# Required action:
If a line in the entries below includes the string "description", copy it out.

# Data extract:
"""
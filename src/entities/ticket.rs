//! Ticket entity - one row per support request.
//!
//! Tickets are never deleted. The Discord channel backing a ticket may be
//! removed after close, but the record stays as part of the ticket log that
//! the statistics document is derived from.

use sea_orm::entity::prelude::*;
use serde::{Deserialize, Serialize};

/// Lifecycle state of a ticket. Transitions only move forward:
/// `open -> claimed -> closed` or `open -> closed`.
#[derive(
    Clone, Copy, Debug, PartialEq, Eq, Hash, EnumIter, DeriveActiveEnum, Serialize, Deserialize,
)]
#[sea_orm(rs_type = "String", db_type = "Text")]
#[serde(rename_all = "lowercase")]
pub enum TicketStatus {
    /// Waiting for a staff member
    #[sea_orm(string_value = "open")]
    Open,
    /// A staff member is handling the ticket
    #[sea_orm(string_value = "claimed")]
    Claimed,
    /// Finished; `closed_at` and `closed_by` are set
    #[sea_orm(string_value = "closed")]
    Closed,
}

/// Fixed set of ticket categories.
#[derive(
    Clone,
    Copy,
    Debug,
    PartialEq,
    Eq,
    Hash,
    PartialOrd,
    Ord,
    EnumIter,
    DeriveActiveEnum,
    Serialize,
    Deserialize,
)]
#[sea_orm(rs_type = "String", db_type = "Text")]
#[serde(rename_all = "lowercase")]
pub enum TicketCategory {
    /// Bugs and technical problems
    #[sea_orm(string_value = "bug")]
    Bug,
    /// General questions
    #[sea_orm(string_value = "question")]
    Question,
    /// Economy and shop issues
    #[sea_orm(string_value = "economy")]
    Economy,
    /// Player reports
    #[sea_orm(string_value = "report")]
    Report,
    /// Suggestions for the server
    #[sea_orm(string_value = "suggestion")]
    Suggestion,
    /// Anything else
    #[sea_orm(string_value = "other")]
    Other,
}

/// Ticket database model
#[derive(Clone, Debug, PartialEq, Eq, DeriveEntityModel, Serialize, Deserialize)]
#[sea_orm(table_name = "tickets")]
pub struct Model {
    /// Unique identifier, `ticket-<unix millis>` unless supplied by the caller
    #[sea_orm(primary_key, auto_increment = false)]
    pub id: String,
    /// Discord user ID of the member who opened the ticket
    pub requester_id: String,
    /// Discord username of the member who opened the ticket
    pub requester_name: String,
    /// In-game nickname given in the ticket form, if any
    pub game_nick: Option<String>,
    /// Ticket category
    pub category: TicketCategory,
    /// Free text description of the problem
    #[sea_orm(column_type = "Text")]
    pub description: String,
    /// Discord channel created for this ticket
    pub channel_id: Option<String>,
    /// Current lifecycle state
    pub status: TicketStatus,
    /// When the ticket was opened
    pub created_at: DateTimeUtc,
    /// Discord user ID of the staff member who claimed the ticket
    pub claimed_by_id: Option<String>,
    /// Name of the staff member who claimed the ticket
    pub claimed_by_name: Option<String>,
    /// When the ticket was (last) claimed
    pub claimed_at: Option<DateTimeUtc>,
    /// When the ticket was closed
    pub closed_at: Option<DateTimeUtc>,
    /// Username of whoever closed the ticket
    pub closed_by: Option<String>,
    /// Requester rating from 1 to 5, given at close time
    pub rating: Option<i32>,
    /// Optional comment left with the rating
    #[sea_orm(column_type = "Text", nullable)]
    pub feedback: Option<String>,
}

/// The `claimedBy` record of a ticket.
#[derive(Clone, Debug, PartialEq, Eq, Serialize, Deserialize)]
pub struct ClaimedBy {
    /// Discord user ID of the staff member
    pub staff_id: String,
    /// Display name of the staff member
    pub staff_name: String,
    /// When the claim happened
    pub claimed_at: DateTimeUtc,
}

impl Model {
    /// Returns the claim record when all claim columns are present.
    #[must_use]
    pub fn claimed_by(&self) -> Option<ClaimedBy> {
        match (&self.claimed_by_id, &self.claimed_by_name, self.claimed_at) {
            (Some(staff_id), Some(staff_name), Some(claimed_at)) => Some(ClaimedBy {
                staff_id: staff_id.clone(),
                staff_name: staff_name.clone(),
                claimed_at,
            }),
            _ => None,
        }
    }

    /// Whether the ticket has reached its final state.
    #[must_use]
    pub fn is_closed(&self) -> bool {
        self.status == TicketStatus::Closed
    }
}

/// Tickets have no relationships with other entities
#[derive(Copy, Clone, Debug, EnumIter, DeriveRelation)]
pub enum Relation {}

impl ActiveModelBehavior for ActiveModel {}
"""
# Solved exercise:
    /// Free text description of the problem
    pub description: String,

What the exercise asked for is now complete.